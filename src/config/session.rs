//! Signed-in user configuration

use serde::Deserialize;

use super::error::ValidationError;
use crate::domain::foundation::UserId;
use crate::domain::qna::Author;

/// Who the local session acts as
#[derive(Debug, Clone, Deserialize)]
pub struct SessionConfig {
    #[serde(default = "default_user_id")]
    pub current_user_id: String,

    #[serde(default = "default_display_name")]
    pub display_name: String,

    #[serde(default = "default_title")]
    pub title: String,
}

impl SessionConfig {
    pub fn user_id(&self) -> Result<UserId, ValidationError> {
        UserId::new(self.current_user_id.clone()).map_err(|_| ValidationError::InvalidUserId)
    }

    /// Byline used on questions the session posts
    pub fn author(&self) -> Author {
        Author::new(self.display_name.clone(), self.title.clone())
    }

    pub fn validate(&self) -> Result<(), ValidationError> {
        self.user_id()?;
        if self.display_name.trim().is_empty() {
            return Err(ValidationError::MissingRequired("SESSION__DISPLAY_NAME"));
        }
        Ok(())
    }
}

impl Default for SessionConfig {
    fn default() -> Self {
        Self {
            current_user_id: default_user_id(),
            display_name: default_display_name(),
            title: default_title(),
        }
    }
}

fn default_user_id() -> String {
    "sarah-chen".to_string()
}

fn default_display_name() -> String {
    "Dr. Sarah Chen".to_string()
}

fn default_title() -> String {
    "Water Systems Engineer".to_string()
}
//! Voting domain module.
//!
//! Tracks a single user's vote on questions and answers and the count
//! shown next to the arrows.

mod vote;

pub use vote::{UserVote, Votable, VotableItem, VotableKind, VoteDirection, VoteTally};
//! Draft error types.

use thiserror::Error;

use crate::domain::foundation::ValidationError;
use crate::domain::qna::QnaError;

/// Errors raised when a draft is driven through an illegal step.
#[derive(Debug, Clone, PartialEq, Eq, Error)]
pub enum DraftError {
    /// The status machine refused the transition.
    #[error("invalid draft transition: {0}")]
    InvalidTransition(#[from] ValidationError),

    /// The operation needs an open form.
    #[error("draft is not open")]
    NotOpen,

    /// A required field is blank.
    #[error("field '{0}' cannot be empty")]
    EmptyField(&'static str),
}

impl From<DraftError> for QnaError {
    fn from(err: DraftError) -> Self {
        match err {
            DraftError::EmptyField(field) => QnaError::validation(field, err.to_string()),
            DraftError::InvalidTransition(_) | DraftError::NotOpen => {
                QnaError::invalid_state(err.to_string())
            }
        }
    }
}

****************************************

# [PROBLEM DESCRIPTION]
Restate every entry above word for word.

# [TASK SOLUTION]
filename src/config/session.rs
//! Signed-in user configuration

use serde::Deserialize;

use super::error::ValidationError;
use crate::domain::foundation::UserId;
use crate::domain::qna::Author;

/// Who the local session acts as
#[derive(Debug, Clone, Deserialize)]
pub struct SessionConfig {
    #[serde(default = "default_user_id")]
    pub current_user_id: String,

    #[serde(default = "default_display_name")]
    pub display_name: String,

    #[serde(default = "default_title")]
    pub title: String,
}

impl SessionConfig {
    pub fn user_id(&self) -> Result<UserId, ValidationError> {
        UserId::new(self.current_user_id.clone()).map_err(|_| ValidationError::InvalidUserId)
    }

    /// Byline used on questions the session posts
    pub fn author(&self) -> Author {
        Author::new(self.display_name.clone(), self.title.clone())
    }

    pub fn validate(&self) -> Result<(), ValidationError> {
        self.user_id()?;
        if self.display_name.trim().is_empty() {
            return Err(ValidationError::MissingRequired("SESSION__DISPLAY_NAME"));
        }
        Ok(())
    }
}

impl Default for SessionConfig {
    fn default() -> Self {
        Self {
            current_user_id: default_user_id(),
            display_name: default_display_name(),
            title: default_title(),
        }
    }
}

fn default_user_id() -> String {
    "sarah-chen".to_string()
}

fn default_display_name() -> String {
    "Dr. Sarah Chen".to_string()
}

fn default_title() -> String {
    "Water Systems Engineer".to_string()
}
//! Voting domain module.
//!
//! Tracks a single user's vote on questions and answers and the count
//! shown next to the arrows.

mod vote;

pub use vote::{UserVote, Votable, VotableItem, VotableKind, VoteDirection, VoteTally};
//! Draft error types.

use thiserror::Error;

use crate::domain::foundation::ValidationError;
use crate::domain::qna::QnaError;

/// Errors raised when a draft is driven through an illegal step.
#[derive(Debug, Clone, PartialEq, Eq, Error)]
pub enum DraftError {
    /// The status machine refused the transition.
    #[error("invalid draft transition: {0}")]
    InvalidTransition(#[from] ValidationError),

    /// The operation needs an open form.
    #[error("draft is not open")]
    NotOpen,

    /// A required field is blank.
    #[error("field '{0}' cannot be empty")]
    EmptyField(&'static str),
}

impl From<DraftError> for QnaError {
    fn from(err: DraftError) -> Self {
        match err {
            DraftError::EmptyField(field) => QnaError::validation(field, err.to_string()),
            DraftError::InvalidTransition(_) | DraftError::NotOpen => {
                QnaError::invalid_state(err.to_string())
            }
        }
    }
}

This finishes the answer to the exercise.